# Customer Feedback Analysis for Moroccan Banks

## Data collection

After scraping data from the Apify website, which provides bank reviews in Moroccan cities, we obtained a JSON file containing the raw data. The next step in our analysis is to perform data cleaning to ensure the data is accurate, consistent, and ready for further processing. Data cleaning is a crucial step in any data analysis project as it helps eliminate errors, handle missing values, standardize formats, and prepare the data for meaningful insights. In this notebook, we will walk through the process of cleaning the bank reviews data to ensure its quality and reliability.

## Data cleaning and wrangling

#### Cleaning data

In [1]:
# import libraries 
import pandas as pd
import os
import glob
import ast
import numpy as np
import plotly.express as px

In this step, we will combine the data from multiple cities into a single DataFrame for further analysis. The data for each city is stored in separate JSON files. We will read each JSON file, convert it into a pandas DataFrame, and then concatenate all the DataFrames into one.

In [2]:
# Directory path where the JSON files are located
json_dir = '../data/city_data'

# Get a list of all JSON files in the directory
json_files = glob.glob(os.path.join(json_dir, '*.json'))

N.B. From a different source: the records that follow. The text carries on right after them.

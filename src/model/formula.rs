//! Formula types.

use super::BBox;
use serde::{Deserialize, Serialize};

/// A math formula found in OCR output.
#[derive(Debug, Clone, PartialEq, Serialize, Deserialize)]
pub struct FormulaRecord {
    /// Identifier (e.g. "formula_inline_1")
    pub id: String,

    /// Inline or block
    #[serde(rename = "type")]
    pub kind: FormulaKind,

    /// Formula source without delimiters
    #[serde(rename = "formula")]
    pub raw_formula: String,

    /// Human-readable description
    pub description: String,

    /// Detection confidence (0-100)
    pub confidence: f64,

    /// Byte offset of the match in the markdown
    #[serde(rename = "position", default, skip_serializing_if = "Option::is_none")]
    pub char_offset: Option<usize>,

    /// Bounding box, for formulas from content items
    #[serde(default, skip_serializing_if = "Option::is_none")]
    pub bbox: Option<BBox>,

    /// Page index, for formulas from content items
    #[serde(default, skip_serializing_if = "Option::is_none")]
    pub page: Option<u32>,
}

impl FormulaRecord {
    /// Create a formula record.
    pub fn new(
        id: impl Into<String>,
        kind: FormulaKind,
        raw_formula: impl Into<String>,
        confidence: f64,
    ) -> Self {
        Self {
            id: id.into(),
            kind,
            raw_formula: raw_formula.into(),
            description: kind.description().to_string(),
            confidence: confidence.clamp(0.0, 100.0),
            char_offset: None,
            bbox: None,
            page: None,
        }
    }

    /// Record the markdown offset.
    pub fn at_offset(mut self, offset: usize) -> Self {
        self.char_offset = Some(offset);
        self
    }

    /// Record the position on a page.
    pub fn with_position(mut self, bbox: Option<BBox>, page: u32) -> Self {
        self.bbox = bbox;
        self.page = Some(page);
        self
    }
}

/// Formula display kind.
#[derive(Debug, Clone, Copy, PartialEq, Eq, Serialize, Deserialize)]
#[serde(rename_all = "lowercase")]
pub enum FormulaKind {
    /// `$...$`
    Inline,
    /// `$$...$$`
    Block,
}

impl FormulaKind {
    /// Default description text.
    pub fn description(&self) -> &'static str {
        match self {
            FormulaKind::Inline => "Inline formula",
            FormulaKind::Block => "Block formula",
        }
    }
}
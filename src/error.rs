//! Error types for unocr library.

use std::io;
use thiserror::Error;

/// Result type alias for unocr operations.
pub type Result<T> = std::result::Result<T, Error>;

/// Error types that can occur during extraction.
///
/// Most heuristic misses never reach the caller: a failing strategy, a
/// degenerate crop box or an unresolved asset path degrade to partial
/// results. These variants cover the cases that do propagate (unreadable
/// input, serialization) plus the internal failures that strategies and the
/// raster pipeline report before being absorbed.
#[derive(Error, Debug)]
pub enum Error {
    /// I/O error when reading or writing files.
    #[error("I/O error: {0}")]
    Io(#[from] io::Error),

    /// Malformed JSON input (content list, layout report, asset map).
    #[error("JSON error: {0}")]
    Json(#[from] serde_json::Error),

    /// Error decoding or encoding raster data.
    #[error("Image error: {0}")]
    Image(#[from] image::ImageError),

    /// Error decoding base64 or text data.
    #[error("Encoding error: {0}")]
    Encoding(String),

    /// Error rendering or cropping a page raster.
    #[error("Raster error: {0}")]
    Raster(String),

    /// Page number is out of range.
    #[error("Page {0} is out of range (document has {1} pages)")]
    PageOutOfRange(u32, u32),

    /// The input could not be interpreted.
    #[error("Invalid input: {0}")]
    InvalidInput(String),

    /// A single detection strategy failed.
    #[error("Strategy '{strategy}' failed: {message}")]
    Strategy {
        /// Strategy name (e.g. "table_ascii")
        strategy: &'static str,
        /// Failure description
        message: String,
    },

    /// The file format is not recognized.
    #[error("Unknown file format")]
    UnknownFormat,

    /// Error during rendering (JSON).
    #[error("Rendering error: {0}")]
    Render(String),

    /// Generic error with message.
    #[error("{0}")]
    Other(String),
}

impl Error {
    /// Create a strategy failure.
    pub fn strategy(strategy: &'static str, message: impl Into<String>) -> Self {
        Error::Strategy {
            strategy,
            message: message.into(),
        }
    }
}

impl From<base64::DecodeError> for Error {
    fn from(err: base64::DecodeError) -> Self {
        Error::Encoding(err.to_string())
    }
}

# Initialize an empty list to store DataFrames
dfs = []

# Iterate over each JSON file
for json_file in json_files:
    # Read the JSON file into a pandas DataFrame
    df = pd.read_json(json_file)
    
    # Append the DataFrame to the list
    dfs.append(df)

# Concatenate all DataFrames into a single DataFrame
combined_df = pd.concat(dfs, ignore_index=True)

# Convert the combined DataFrame to CSV format
combined_df.to_csv('../data/all_cities.csv', index=False)

In [3]:
df = pd.read_csv('../data/all_cities.csv')

  df = pd.read_csv('../data/all_cities.csv')


In [4]:
# keep columns that are useful for analysis 
columns = ['title', 'categoryName', 'city', 'location', 'totalScore', 'rank', 'cid', 'publishedAtDate', 'reviewsCount', 'reviewsDistribution', 'text', 'textTranslated',
            'reviewId', 'reviewerId', 'reviewerNumberOfReviews', 'stars']
df_bank = df[columns]

In [5]:
# drop rows with missing values in title column
df_bank.dropna(subset=['title'], inplace=True)

A value is trying to be set on a copy of a slice from a DataFrame

See the caveats in the documentation: https://pandas.pydata.org/pandas-docs/stable/user_guide/indexing.html#returning-a-view-versus-a-copy
  df_bank.dropna(subset=['title'], inplace=True)


In [6]:
# import map_labels function from utils.py
from utils import map_labels

In [7]:
# using the function map_labels_to_banks on df_bank['title'] to create a new column 'bank'
df_bank['bank'] = df_bank['title'].map(map_labels(df_bank['title']))

A value is trying to be set on a copy of a slice from a DataFrame.
Try using .loc[row_indexer,col_indexer] = value instead

See the caveats in the documentation: https://pandas.pydata.org/pandas-docs/stable/user_guide/indexing.html#returning-a-view-versus-a-copy
  df_bank['bank'] = df_bank['title'].map(map_labels(df_bank['title']))


In [8]:
# delete rows with bank = 'unknown' and 'title' column
df_bank = df_bank[df_bank['bank'] != 'unknown']
df_bank = df_bank.drop(columns=['title'])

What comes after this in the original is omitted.